しかしいつまでも避け続けてはいられない。
「んんぅ……このままじゃ死ぬぜぇ。もうひとつくらい水槽をぶっ壊して、パワーアップをしてみるかぁ? けけけぇ」
「……っ」
この状況から生き延びて勝つにはそれしかない。
あの水槽に入っている分の魔粒子。耐えられるか……。
飛び退った雪華は、その勢いのままに魔粒子の入った水槽を破壊する。そして……。
「ぐうう……っ」
さらに魔粒子を体内に取り込む。
身体の中で膨れ上がる力。これを抑え込まなければまたあの魔物姿になってしまうと、雪華は力を制御して身体が変化しないように耐えた。

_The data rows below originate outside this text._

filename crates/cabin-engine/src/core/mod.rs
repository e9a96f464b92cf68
pub mod bus;
pub mod delay;
pub mod time;
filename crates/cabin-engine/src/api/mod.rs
pub mod error;
pub mod stage;
pub mod types;
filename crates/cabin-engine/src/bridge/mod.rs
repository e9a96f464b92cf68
pub mod host;
pub mod protocol;
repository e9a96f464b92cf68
//! Full-screen cover effects: the prologue's eyes-opening fade, the instant
//! cover between title and gameplay, and the win crossfade.

pub mod easing;
pub mod fade;

pub use easing::{Easing, lerp, ease};
pub use fade::{Fade, FadeCompositor, FadeProgress, FadeSurface, Rect};
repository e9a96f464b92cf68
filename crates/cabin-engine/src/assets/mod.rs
pub mod config;
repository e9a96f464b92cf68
//! `Stage` implementation that queues host commands instead of touching the
//! page directly. The host reports back what the core cannot observe itself:
//! where the scene is, which cues the browser refused, and whether the
//! gameplay renderer exists yet.

use std::collections::HashMap;

use crate::api::error::{GameplayError, MediaError};
use crate::api::stage::{CaptionSurface, Gameplay};
use crate::api::types::{CaptionLayer, CueId};
use crate::audio::device::AudioDevice;
use crate::fx::fade::{FadeSurface, Rect};
use super::protocol::{CommandBuffer, HostCommand};

#[derive(Debug, Default)]
pub struct HostStage {
    commands: CommandBuffer,
    /// Last reported bounds of the scene element; empty when it is missing.
    scene_rect: Rect,
    viewport: Rect,
    failed: HashMap<CueId, MediaError>,
    gameplay_ready: bool,
}

impl HostStage {
    pub fn new(viewport_width: f32, viewport_height: f32) -> Self {
        Self {
            commands: CommandBuffer::new(),
            viewport: Rect::new(0.0, 0.0, viewport_width, viewport_height),
            ..Self::default()
        }
    }

    pub fn set_scene_rect(&mut self, rect: Rect) {
        self.scene_rect = rect;
    }

    pub fn set_viewport(&mut self, width: f32, height: f32) {
        self.viewport = Rect::new(0.0, 0.0, width, height);
    }

    /// The browser's autoplay policy rejected `cue`.
    pub fn report_blocked(&mut self, cue: CueId) {
        self.failed.insert(cue, MediaError::PlaybackBlocked(cue));
    }

    /// `cue` failed to load.
    pub fn report_unavailable(&mut self, cue: CueId) {
        self.failed.insert(cue, MediaError::Unavailable(cue));
    }

    /// Playback of `cue` is allowed again (after a user gesture, say).
    pub fn clear_media_error(&mut self, cue: CueId) {
        self.failed.remove(&cue);
    }

    pub fn set_gameplay_ready(&mut self, ready: bool) {
        self.gameplay_ready = ready;
    }

    pub fn commands(&self) -> &CommandBuffer {
        &self.commands
    }

    pub fn commands_mut(&mut self) -> &mut CommandBuffer {
        &mut self.commands
    }
}

impl AudioDevice for HostStage {
    fn play(&mut self, cue: CueId, looping: bool) -> Result<(), MediaError> {
        if let Some(err) = self.failed.get(&cue) {
            return Err(err.clone());
        }
        self.commands.push(HostCommand::play(cue, looping));
        Ok(())
    }

    fn pause(&mut self, cue: CueId) {
        self.commands.push(HostCommand::pause(cue));
    }

    fn set_volume(&mut self, cue: CueId, volume: f32) {
        self.commands.push(HostCommand::set_volume(cue, volume));
    }
}

impl FadeSurface for HostStage {
    fn target_rect(&self) -> Rect {
        if self.scene_rect.is_empty() {
            self.viewport
        } else {
            self.scene_rect
        }
    }

    fn clear_fade(&mut self) {
        self.commands.push(HostCommand::clear_fade());
    }

    fn fill_fade(&mut self, rect: Rect, alpha: f32) {
        self.commands.push(HostCommand::fill_fade(rect, alpha));
    }
}

impl CaptionSurface for HostStage {
    fn show_caption(&mut self, layer: CaptionLayer, text: &str, fade_ms: u64) {
        self.commands.push_caption(layer, text, fade_ms);
    }

    fn hide_caption(&mut self, layer: CaptionLayer, fade_ms: u64) {
        self.commands.push(HostCommand::hide_caption(layer, fade_ms));
    }

    fn detach_caption(&mut self, layer: CaptionLayer) {
        self.commands.push(HostCommand::detach_caption(layer));
    }
}

impl Gameplay for HostStage {
    fn try_start(&mut self) -> Result<(), GameplayError> {
        if !self.gameplay_ready {
            return Err(GameplayError::NotReady);
        }
        self.commands.push(HostCommand::start_gameplay());
        Ok(())
    }
}

#[cfg(test)]
mod tests {
    use super::*;
    use crate::bridge::protocol::CommandKind;

    fn kinds(stage: &HostStage) -> Vec<CommandKind> {
        stage.commands().commands().iter().filter_map(|c| c.command_kind()).collect()
    }

    #[test]
    fn fade_falls_back_to_viewport_without_a_scene() {
        let mut stage = HostStage::new(800.0, 600.0);
        assert_eq!(stage.target_rect(), Rect::new(0.0, 0.0, 800.0, 600.0));

        let scene = Rect::new(40.0, 60.0, 640.0, 360.0);
        stage.set_scene_rect(scene);
        assert_eq!(stage.target_rect(), scene);
    }

    #[test]
    fn reported_media_errors_reject_playback() {
        let mut stage = HostStage::new(800.0, 600.0);
        stage.report_blocked(CueId(3));
        stage.report_unavailable(CueId(4));

        assert_eq!(stage.play(CueId(3), false), Err(MediaError::PlaybackBlocked(CueId(3))));
        assert_eq!(stage.play(CueId(4), true), Err(MediaError::Unavailable(CueId(4))));
        assert!(stage.commands().commands().is_empty());

        stage.clear_media_error(CueId(3));
        assert_eq!(stage.play(CueId(3), false), Ok(()));
        assert_eq!(kinds(&stage), vec![CommandKind::PlayCue]);
    }

    #[test]
    fn gameplay_waits_for_the_host() {
        let mut stage = HostStage::new(800.0, 600.0);
        assert_eq!(stage.try_start(), Err(GameplayError::NotReady));
        stage.set_gameplay_ready(true);
        assert_eq!(stage.try_start(), Ok(()));
        assert_eq!(kinds(&stage), vec![CommandKind::StartGameplay]);
    }

    #[test]
    fn captions_queue_with_their_text() {
        let mut stage = HostStage::new(800.0, 600.0);
        stage.show_caption(CaptionLayer::Title, "CABIN", 600);
        stage.hide_caption(CaptionLayer::Title, 500);
        stage.detach_caption(CaptionLayer::Title);

        assert_eq!(
            kinds(&stage),
            vec![CommandKind::ShowCaption, CommandKind::HideCaption, CommandKind::DetachCaption]
        );
        assert_eq!(stage.commands().caption(0), Some("CABIN"));
    }
}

「おおぅ、まだ魔物化に耐えるかぁ。しかしそこが限界だなぁ。その様子からして次は絶対に耐えられねぇ。もうひとつ水槽を壊して魔粒子を取り込めば、てめえは確実に魔物になっちまうぜぇ。ひゃひゃひゃひゃひゃっ」
「そ、そうじゃろうな」
間違いない。これ以上はもう耐えられない。
あとほんの少しでも魔粒子を取り込めば、肉体を維持できないという自覚があった。
「だが……これで終わりじゃっ!」
身体から竜の腕を6本生やした雪華は高速で移動し、一瞬で2体の人造人間を真っ二つに切断する。向かって来た残り8体の攻撃をかわし、竜の腕を振り回して鋭い爪で相手を切り刻み、全員を無力化した。
「はあ……はあ……。あとはお前らだけじゃな」
「思ったよりがんばるねぇ」
痩せた魔人は余裕の表情で雪華を見下ろす。
残りの敵は魔人2体。
こちらは疲労しているが、怪我らしい怪我はしていない。ただ、力を抑え込むのが辛過ぎる。少しでも気を抜けば一気に魔物化しそうな状態だった。
早く倒してしまわなければ。
そして魔物化する前に自分自身も……。
(小太郎……)
死を覚悟した自分の頭に小太郎の顔が浮かぶ。
もっとたくさん話したかった。
もっと一緒にいたかった。
明確に死が迫ったこのときにこんなことを思うのは、やはり自分の頭に末松冬華の記憶があるからだろうか? ……いや違う。
雪華の中には、母親である末松冬華ではありえない、小太郎への想いがあった。
「今さらこんな想いに気付いたところで、すべてが遅いのう」
フッと自嘲気味に笑って、雪華は魔人らを見据える。
「ふぅん。そいつぁ、俺たちに勝てるって目だなぁ」
「そのつもりじゃ」
「けっけ、だったら力の違いを見せてやっかぁ。なあ弟ぉ」
「うん。にいちゃん」
太ったほうの魔人が痩せた魔人の隣に並ぶ。
なにをする気か?
不穏なものを感じつつ、雪華は2人の動きに注視した。
「『カニバル・ユニオン』」
「『ハングリー・ユニオン』」
そう言った2人は横へスライドするように近づいていき……
「!?」
グニャリ
まるで粘土のように身体を歪ませた2体の魔人が、グニャリと合わさる。やがてそれは人の形へと形成されていく。
「これは……」
そして現れたのは角を6本持つ筋骨隆々の大柄な魔人であった。